Here we pass the Python variable value `output_file_path` you specified above to the bash commands below using `$` (double quoting as there are spaces in this path), to run the script. This is so that we can refer to the output file path later for visualization.

In [None]:
# !python run_tf_detector_batch.py megadetector_v4_1_0.pb "$images_dir" "$output_file_path" --recursive c 20 --resume_from_checkpoint "$checkpoint_file_path" 
!python run_tf_detector_batch.py megadetector_v4_1_0.pb "$images_dir" "$output_file_path" --recursive --checkpoint_frequency 20

## Visualize batch processing script outputs

Here we use the `visualize_detector_output.py` in the `visualization` folder of the Camera Traps repo to see the output of the MegaDetector visualized on our images. It will save images annotated with the results (original images will *not* be modified) to the `[Visualization_Folder]` you specify here.

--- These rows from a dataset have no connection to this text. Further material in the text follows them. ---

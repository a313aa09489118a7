use ndarray::Array2;
use serde::{Deserialize, Serialize};

use crate::error::{Result, SurfaceError};

/// Axis-aligned geographic bounding box.
#[derive(Debug, Clone, Copy, PartialEq, Serialize, Deserialize)]
pub struct Bounds {
    pub lon_min: f64,
    pub lat_min: f64,
    pub lon_max: f64,
    pub lat_max: f64,
}

impl Bounds {
    pub fn new(lon_min: f64, lat_min: f64, lon_max: f64, lat_max: f64) -> Self {
        Self { lon_min, lat_min, lon_max, lat_max }
    }

    pub fn width(&self) -> f64 {
        self.lon_max - self.lon_min
    }

    pub fn height(&self) -> f64 {
        self.lat_max - self.lat_min
    }

    /// Fails with `InvalidBounds` unless both extents are finite and positive.
    pub fn validate(&self) -> Result<()> {
        let finite = [self.lon_min, self.lat_min, self.lon_max, self.lat_max]
            .iter()
            .all(|v| v.is_finite());
        if !finite || self.lon_min >= self.lon_max || self.lat_min >= self.lat_max {
            return Err(SurfaceError::InvalidBounds {
                lon_min: self.lon_min,
                lat_min: self.lat_min,
                lon_max: self.lon_max,
                lat_max: self.lat_max,
            });
        }
        Ok(())
    }
}

/// Regular `R × R` sampling lattice over a bounding box, both endpoints
/// included on each axis.
///
/// Layout: row `r` is latitude (row 0 = `lat_min`), column `c` is longitude
/// (column 0 = `lon_min`). The boundary mask uses the same orientation.
#[derive(Debug, Clone, PartialEq)]
pub struct Grid {
    bounds: Bounds,
    resolution: usize,
    lons: Vec<f64>,
    lats: Vec<f64>,
}

/// `n` evenly spaced values from `start` to `stop` inclusive; the last value
/// is exactly `stop`.
fn linspace(start: f64, stop: f64, n: usize) -> Vec<f64> {
    let span = stop - start;
    let denom = (n - 1) as f64;
    let mut v: Vec<f64> = (0..n).map(|i| start + span * i as f64 / denom).collect();
    if let Some(last) = v.last_mut() {
        *last = stop;
    }
    v
}

impl Grid {
    pub fn new(bounds: Bounds, resolution: usize) -> Result<Self> {
        bounds.validate()?;
        if resolution < 2 {
            return Err(SurfaceError::InvalidConfig(format!(
                "grid resolution must be at least 2, got {resolution}"
            )));
        }
        Ok(Self {
            bounds,
            resolution,
            lons: linspace(bounds.lon_min, bounds.lon_max, resolution),
            lats: linspace(bounds.lat_min, bounds.lat_max, resolution),
        })
    }

    pub fn bounds(&self) -> Bounds {
        self.bounds
    }

    pub fn resolution(&self) -> usize {
        self.resolution
    }

    /// `(rows, cols)`.
    pub fn shape(&self) -> (usize, usize) {
        (self.lats.len(), self.lons.len())
    }

    /// Longitude of every column.
    pub fn lons(&self) -> &[f64] {
        &self.lons
    }

    /// Latitude of every row.
    pub fn lats(&self) -> &[f64] {
        &self.lats
    }

    /// Node spacing `(Δlon, Δlat)`.
    pub fn spacing(&self) -> (f64, f64) {
        let d = (self.resolution - 1) as f64;
        (self.bounds.width() / d, self.bounds.height() / d)
    }

    #[inline]
    pub fn node(&self, row: usize, col: usize) -> [f64; 2] {
        [self.lons[col], self.lats[row]]
    }

    /// Longitude of every node, shape `R × R`.
    pub fn grid_lon(&self) -> Array2<f64> {
        Array2::from_shape_fn(self.shape(), |(_, c)| self.lons[c])
    }

    /// Latitude of every node, shape `R × R`.
    pub fn grid_lat(&self) -> Array2<f64> {
        Array2::from_shape_fn(self.shape(), |(r, _)| self.lats[r])
    }

    /// Inclusive column range of nodes with longitude in `[lo, hi]`, or
    /// `None` if no node falls inside.
    pub(crate) fn col_span(&self, lo: f64, hi: f64) -> Option<(usize, usize)> {
        axis_span(self.bounds.lon_min, self.spacing().0, self.resolution, lo, hi)
    }

    /// Inclusive row range of nodes with latitude in `[lo, hi]`.
    pub(crate) fn row_span(&self, lo: f64, hi: f64) -> Option<(usize, usize)> {
        axis_span(self.bounds.lat_min, self.spacing().1, self.resolution, lo, hi)
    }
}

fn axis_span(origin: f64, step: f64, n: usize, lo: f64, hi: f64) -> Option<(usize, usize)> {
    // One extra node either side absorbs rounding; callers re-test each node.
    let first = ((lo - origin) / step).floor() - 1.0;
    let last = ((hi - origin) / step).ceil() + 1.0;
    if last < 0.0 || first > (n - 1) as f64 {
        return None;
    }
    let first = first.max(0.0) as usize;
    let last = (last as usize).min(n - 1);
    Some((first, last))
}

#[cfg(test)]
mod tests {
    use super::*;
    use approx::assert_relative_eq;

    #[test]
    fn endpoints_are_inclusive() {
        let g = Grid::new(Bounds::new(79.5, 5.9, 81.9, 9.9), 500).unwrap();
        assert_eq!(g.shape(), (500, 500));
        assert_eq!(g.lons()[0], 79.5);
        assert_eq!(g.lons()[499], 81.9);
        assert_eq!(g.lats()[0], 5.9);
        assert_eq!(g.lats()[499], 9.9);
    }

    #[test]
    fn coordinate_arrays_follow_row_lat_col_lon() {
        let g = Grid::new(Bounds::new(0.0, 10.0, 4.0, 12.0), 5).unwrap();
        let lon = g.grid_lon();
        let lat = g.grid_lat();
        assert_eq!(lon.dim(), (5, 5));
        assert_relative_eq!(lon[[3, 1]], 1.0);
        assert_relative_eq!(lat[[3, 1]], 11.5);
        // Longitude is constant down a column, latitude along a row.
        assert!(lon.column(2).iter().all(|&v| v == lon[[0, 2]]));
        assert!(lat.row(4).iter().all(|&v| v == 12.0));
    }

    #[test]
    fn degenerate_bounds_rejected() {
        let err = Grid::new(Bounds::new(80.0, 6.0, 80.0, 9.0), 10).unwrap_err();
        assert!(matches!(err, SurfaceError::InvalidBounds { .. }));
        let err = Grid::new(Bounds::new(80.0, 9.0, 81.0, 6.0), 10).unwrap_err();
        assert!(matches!(err, SurfaceError::InvalidBounds { .. }));
        let err = Grid::new(Bounds::new(f64::NAN, 6.0, 81.0, 9.0), 10).unwrap_err();
        assert!(matches!(err, SurfaceError::InvalidBounds { .. }));
    }

    #[test]
    fn resolution_below_two_rejected() {
        let err = Grid::new(Bounds::new(0.0, 0.0, 1.0, 1.0), 1).unwrap_err();
        assert!(matches!(err, SurfaceError::InvalidConfig(_)));
    }

    #[test]
    fn spans_cover_requested_interval() {
        let g = Grid::new(Bounds::new(0.0, 0.0, 10.0, 10.0), 11).unwrap();
        let (a, b) = g.col_span(2.5, 4.5).unwrap();
        assert!(a <= 3 && b >= 4);
        assert!(g.col_span(-5.0, -3.0).is_none());
        assert!(g.row_span(12.0, 15.0).is_none());
        assert_eq!(g.row_span(-1.0, 20.0), Some((0, 10)));
    }
}
use ndarray::Array2;

use crate::config::Method;
use crate::error::Result;
use crate::grid::Grid;
use crate::triangulation::Triangulation;

use super::{rasterize_triangles, triangulate_samples};

/// Piecewise-linear interpolant on the Delaunay triangulation.
#[derive(Debug, Clone)]
pub struct LinearInterpolator {
    tri: Triangulation,
    values: Vec<f64>,
}

impl LinearInterpolator {
    /// Needs three distinct, non-collinear observations.
    pub fn new(points: &[[f64; 2]], values: &[f64]) -> Result<Self> {
        let (tri, values) = triangulate_samples(Method::Linear, points, values)?;
        Ok(Self { tri, values })
    }

    pub fn evaluate(&self, grid: &Grid) -> Array2<f64> {
        rasterize_triangles(&self.tri, grid, |t, b| {
            let [i, j, k] = self.tri.triangles()[t];
            b[0] * self.values[i] + b[1] * self.values[j] + b[2] * self.values[k]
        })
    }
}
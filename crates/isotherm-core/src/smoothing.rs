//! Separable Gaussian blur over a 2-D raster.
//!
//! Kernel weights are `exp(-x² / 2σ²)` for `|x| ≤ ⌊truncate·σ + 0.5⌋`,
//! normalised to sum to one. Samples past the edge are mirrored with the
//! edge cell repeated (`d c b a | a b c d | d c b a`).

use ndarray::{Array2, ArrayViewMut1, Axis};

/// Normalised 1-D Gaussian weights, centre at index `radius`.
pub fn gaussian_kernel(sigma: f64, truncate: f64) -> Vec<f64> {
    let radius = (truncate * sigma + 0.5) as usize;
    let inv = -0.5 / (sigma * sigma);
    let mut weights: Vec<f64> = (0..=2 * radius)
        .map(|i| {
            let x = i as f64 - radius as f64;
            (inv * x * x).exp()
        })
        .collect();
    let sum: f64 = weights.iter().sum();
    weights.iter_mut().for_each(|w| *w /= sum);
    weights
}

/// Mirror index `i` into `0..n` with edge repetition.
#[inline]
fn reflect(i: isize, n: usize) -> usize {
    let period = 2 * n as isize;
    let m = i.rem_euclid(period) as usize;
    if m >= n {
        2 * n - 1 - m
    } else {
        m
    }
}

fn convolve_lane(mut lane: ArrayViewMut1<f64>, kernel: &[f64], scratch: &mut Vec<f64>) {
    let n = lane.len();
    if n == 0 {
        return;
    }
    let radius = (kernel.len() / 2) as isize;
    scratch.clear();
    scratch.extend(lane.iter().copied());
    for i in 0..n {
        lane[i] = kernel
            .iter()
            .enumerate()
            .map(|(k, w)| w * scratch[reflect(i as isize + k as isize - radius, n)])
            .sum();
    }
}

/// Blur `input` along both axes. NaN propagates; callers fill it first.
pub fn gaussian_filter(input: &Array2<f64>, sigma: f64, truncate: f64) -> Array2<f64> {
    let kernel = gaussian_kernel(sigma, truncate);
    let mut out = input.clone();
    let mut scratch = Vec::new();
    for axis in [Axis(0), Axis(1)] {
        for lane in out.lanes_mut(axis) {
            convolve_lane(lane, &kernel, &mut scratch);
        }
    }
    out
}

/// Mean of the finite cells, or `None` when there are none.
pub fn finite_mean(input: &Array2<f64>) -> Option<f64> {
    let (sum, count) = input
        .iter()
        .filter(|v| v.is_finite())
        .fold((0.0, 0usize), |(s, n), &v| (s + v, n + 1));
    (count > 0).then(|| sum / count as f64)
}
//! Typed column values and extracted rows.

use std::fmt;

use chrono::NaiveDateTime;
use dbsink_core::LogLevel;

/// A value ready to bind to one column.
#[derive(Clone, Debug, PartialEq)]
pub enum ColumnValue {
    /// SQL NULL.
    Null,
    /// Boolean.
    Bool(bool),
    /// 32-bit integer.
    Int32(i32),
    /// 64-bit integer.
    Int64(i64),
    /// Double precision float.
    Float(f64),
    /// Text.
    Text(String),
    /// Date and time without offset.
    DateTime(NaiveDateTime),
    /// A level stored as its enumeration value; how it binds is up to the driver.
    Level(LogLevel),
}

impl ColumnValue {
    /// Whether this is [`ColumnValue::Null`].
    pub fn is_null(&self) -> bool {
        matches!(self, Self::Null)
    }

    /// The text inside, if this is [`ColumnValue::Text`].
    pub fn as_text(&self) -> Option<&str> {
        match self {
            Self::Text(s) => Some(s),
            _ => None,
        }
    }
}

impl fmt::Display for ColumnValue {
    fn fmt(&self, f: &mut fmt::Formatter<'_>) -> fmt::Result {
        match self {
            Self::Null => f.write_str("NULL"),
            Self::Bool(b) => write!(f, "{b}"),
            Self::Int32(i) => write!(f, "{i}"),
            Self::Int64(i) => write!(f, "{i}"),
            Self::Float(v) => write!(f, "{v}"),
            Self::Text(s) => write!(f, "{s:?}"),
            Self::DateTime(dt) => write!(f, "{}", dt.format("%Y-%m-%d %H:%M:%S%.f")),
            Self::Level(level) => write!(f, "{level} ({})", level.as_num()),
        }
    }
}

impl From<&str> for ColumnValue {
    fn from(value: &str) -> Self {
        Self::Text(value.to_string())
    }
}

impl From<String> for ColumnValue {
    fn from(value: String) -> Self {
        Self::Text(value)
    }
}

impl<T: Into<ColumnValue>> From<Option<T>> for ColumnValue {
    fn from(value: Option<T>) -> Self {
        value.map_or(Self::Null, Into::into)
    }
}

/// One event's values, as `(column name, value)` pairs in schema order.
#[derive(Clone, Debug, Default, PartialEq)]
pub struct ExtractedRow {
    entries: Vec<(String, ColumnValue)>,
}

impl ExtractedRow {
    /// An empty row with room for `capacity` columns.
    pub fn with_capacity(capacity: usize) -> Self {
        Self {
            entries: Vec::with_capacity(capacity),
        }
    }

    /// Append a column value.
    pub fn push(&mut self, column: impl Into<String>, value: ColumnValue) {
        self.entries.push((column.into(), value));
    }

    /// Number of columns.
    pub fn len(&self) -> usize {
        self.entries.len()
    }

    /// Whether the row has no columns.
    pub fn is_empty(&self) -> bool {
        self.entries.is_empty()
    }

    /// Pairs in order.
    pub fn iter(&self) -> impl Iterator<Item = (&str, &ColumnValue)> {
        self.entries.iter().map(|(n, v)| (n.as_str(), v))
    }

    /// Column names in order.
    pub fn columns(&self) -> impl Iterator<Item = &str> {
        self.entries.iter().map(|(n, _)| n.as_str())
    }

    /// Value for a column (exact name).
    pub fn get(&self, column: &str) -> Option<&ColumnValue> {
        self.entries
            .iter()
            .find(|(n, _)| n == column)
            .map(|(_, v)| v)
    }

    /// Consume into the underlying pairs.
    pub fn into_entries(self) -> Vec<(String, ColumnValue)> {
        self.entries
    }
}

// ─────────────────────────────────────────────────────────────────────────────
// Tests
// ─────────────────────────────────────────────────────────────────────────────

#[cfg(test)]
mod tests {
    use super::*;

    #[test]
    fn row_preserves_order_and_lookup() {
        let mut row = ExtractedRow::with_capacity(2);
        row.push("B", ColumnValue::Int32(1));
        row.push("A", ColumnValue::Null);
        assert_eq!(row.columns().collect::<Vec<_>>(), vec!["B", "A"]);
        assert_eq!(row.get("A"), Some(&ColumnValue::Null));
        assert!(row.get("a").is_none());
        assert_eq!(row.len(), 2);
    }

    #[test]
    fn display_forms() {
        assert_eq!(ColumnValue::Null.to_string(), "NULL");
        assert_eq!(ColumnValue::from("x").to_string(), "\"x\"");
        assert_eq!(
            ColumnValue::Level(LogLevel::Warning).to_string(),
            "Warning (3)"
        );
    }

    #[test]
    fn option_conversion() {
        assert_eq!(ColumnValue::from(None::<String>), ColumnValue::Null);
        assert_eq!(ColumnValue::from(Some("a")), ColumnValue::Text("a".into()));
    }
}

The scripts take in a number of optional parameters to control output image size and how many are sampled (if you've processed a lot of images but only want to visualize the results on a few) - take a look at the `main()` function in the script to see what other parameters are available.

In [None]:
visualization_dir = '/content/[Visualization_Folder]'  # pick a location for annotated images

In [None]:
!python visualize_detector_output.py "$output_file_path" "$visualization_dir" --confidence 0.8 --images_dir "$images_dir" --output_image_width -1
print("Done")

In [None]:
# TEST
images_dir = f'/content/drive/My Drive/FFI/MegaDetector Test/2021-07-26 Demo/156'
output_file_path = f'/content/drive/My Drive/FFI/MegaDetector Test/2021-07-26 Demo/156_output_file(1).json'
visualization_dir = "/content/drive/My Drive/FFI/MegaDetector Test/2021-07-26 Demo/Annotations"  # pick a location for annotated images
!python visualize_detector_output.py "$output_file_path" "$visualization_dir" --confidence 0.7 --images_dir "$images_dir" --output_image_width -1
print("Done")